═══ SUPPLIED DATA ═══

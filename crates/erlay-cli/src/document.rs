//! Schema documents.
//!
//! A schema document is a TOML file holding the entities and relationships
//! of one diagram:
//!
//! ```toml
//! [[entities]]
//! name = "users"
//! fields = [{ name = "id", type = "int", primary_key = true }]
//!
//! [[relationships]]
//! from = { entity = "posts", field = "authorId" }
//! to = { entity = "users", field = "id" }
//! cardinality = "many_to_one"
//! ```

use std::{fs, path::Path};

use serde::Deserialize;

use erlay_core::schema::{Entity, Relationship};

use crate::error::CliError;

#[derive(Debug, Clone, Default, Deserialize)]
pub struct SchemaDocument {
    #[serde(default)]
    entities: Vec<Entity>,

    #[serde(default)]
    relationships: Vec<Relationship>,
}

impl SchemaDocument {
    /// Read and parse the schema document at `path`.
    pub fn load(path: impl AsRef<Path>) -> Result<Self, CliError> {
        let path = path.as_ref();
        let source = fs::read_to_string(path).map_err(|err| CliError::io(path, err))?;
        Self::parse(&path.display().to_string(), source)
    }

    /// Parse a schema document; `name` labels the source in diagnostics.
    pub fn parse(name: &str, source: String) -> Result<Self, CliError> {
        match toml::from_str(&source) {
            Ok(document) => Ok(document),
            Err(err) => Err(CliError::schema(name, source, &err)),
        }
    }

    pub fn entities(&self) -> &[Entity] {
        &self.entities
    }

    pub fn relationships(&self) -> &[Relationship] {
        &self.relationships
    }
}
// =============================================================================
// Stock Dashboard: Main Entry Point
// =============================================================================
//
// Serves the dashboard view model over HTTP. Every view is computed from the
// raw price data on request; nothing derived is cached between requests.
// =============================================================================

// ── Module declarations ──────────────────────────────────────────────────────
mod api;
mod app_state;
mod dashboard;
mod engine;
mod error;
mod export;
mod indicators;
mod market_data;
mod runtime_config;
mod types;
mod view;

use std::sync::Arc;
use std::time::Duration;

use anyhow::Context;
use tracing::{error, info, warn};
use tracing_subscriber::EnvFilter;

use crate::app_state::AppState;
use crate::market_data::YahooFinanceClient;
use crate::runtime_config::ServiceConfig;

#[tokio::main]
async fn main() -> anyhow::Result<()> {
    // ── 1. Environment & config ──────────────────────────────────────────
    let _ = dotenv::dotenv();

    tracing_subscriber::fmt()
        .with_env_filter(
            EnvFilter::try_from_default_env().unwrap_or_else(|_| EnvFilter::new("info")),
        )
        .init();

    info!("Stock Dashboard starting up");

    let config_path =
        std::env::var("DASHBOARD_CONFIG").unwrap_or_else(|_| "dashboard_config.json".into());

    let (mut config, loaded_from_file) = match ServiceConfig::load(&config_path) {
        Ok(cfg) => (cfg, true),
        Err(e) => {
            warn!(error = %e, "Failed to load config, using defaults");
            (ServiceConfig::default(), false)
        }
    };

    // Env overrides.
    if let Ok(addr) = std::env::var("DASHBOARD_BIND_ADDR") {
        config.bind_addr = addr;
    }
    if let Ok(ticker) = std::env::var("DASHBOARD_TICKER") {
        let ticker = types::normalize_ticker(&ticker);
        if !ticker.is_empty() {
            config.defaults.ticker = ticker;
        }
    }

    info!(
        ticker = %config.defaults.ticker,
        window = %config.defaults.window,
        features = config.defaults.features.len(),
        "Dashboard defaults"
    );

    // ── 2. Market data client ────────────────────────────────────────────
    let source = YahooFinanceClient::new(
        &config.yahoo_base_url,
        Duration::from_secs(config.request_timeout_secs),
    )?;
    info!(base_url = %config.yahoo_base_url, "Market data client initialised");

    // ── 3. Shared state ──────────────────────────────────────────────────
    let bind_addr = config.bind_addr.clone();
    let state = Arc::new(AppState::new(config, Arc::new(source)));

    // ── 4. API server ────────────────────────────────────────────────────
    let app = api::rest::router(state.clone());
    let listener = tokio::net::TcpListener::bind(&bind_addr)
        .await
        .with_context(|| format!("failed to bind API server on {bind_addr}"))?;
    info!(addr = %bind_addr, "API server listening. Press Ctrl+C to stop.");

    axum::serve(listener, app)
        .with_graceful_shutdown(async {
            if let Err(e) = tokio::signal::ctrl_c().await {
                error!(error = %e, "Failed to listen for shutdown signal");
            }
            warn!("Shutdown signal received, stopping gracefully");
        })
        .await
        .context("API server failed")?;

    // ── 5. Shutdown ──────────────────────────────────────────────────────
    // Write out a starter config on first run; never overwrite a user's file.
    if !loaded_from_file {
        if let Err(e) = state.config.save(&config_path) {
            error!(error = %e, "Failed to save service config on shutdown");
        }
    }

    info!(
        sessions = state.session_count(),
        renders = state.render_count(),
        "Stock Dashboard shut down complete"
    );
    Ok(())
}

═══

• **TASK REQUIREMENTS**:
When the word "anyhow" shows up in a line of the entries, pull that line out.

• **TASK RESPONSE**:
use anyhow::Context;
async fn main() -> anyhow::Result<()> {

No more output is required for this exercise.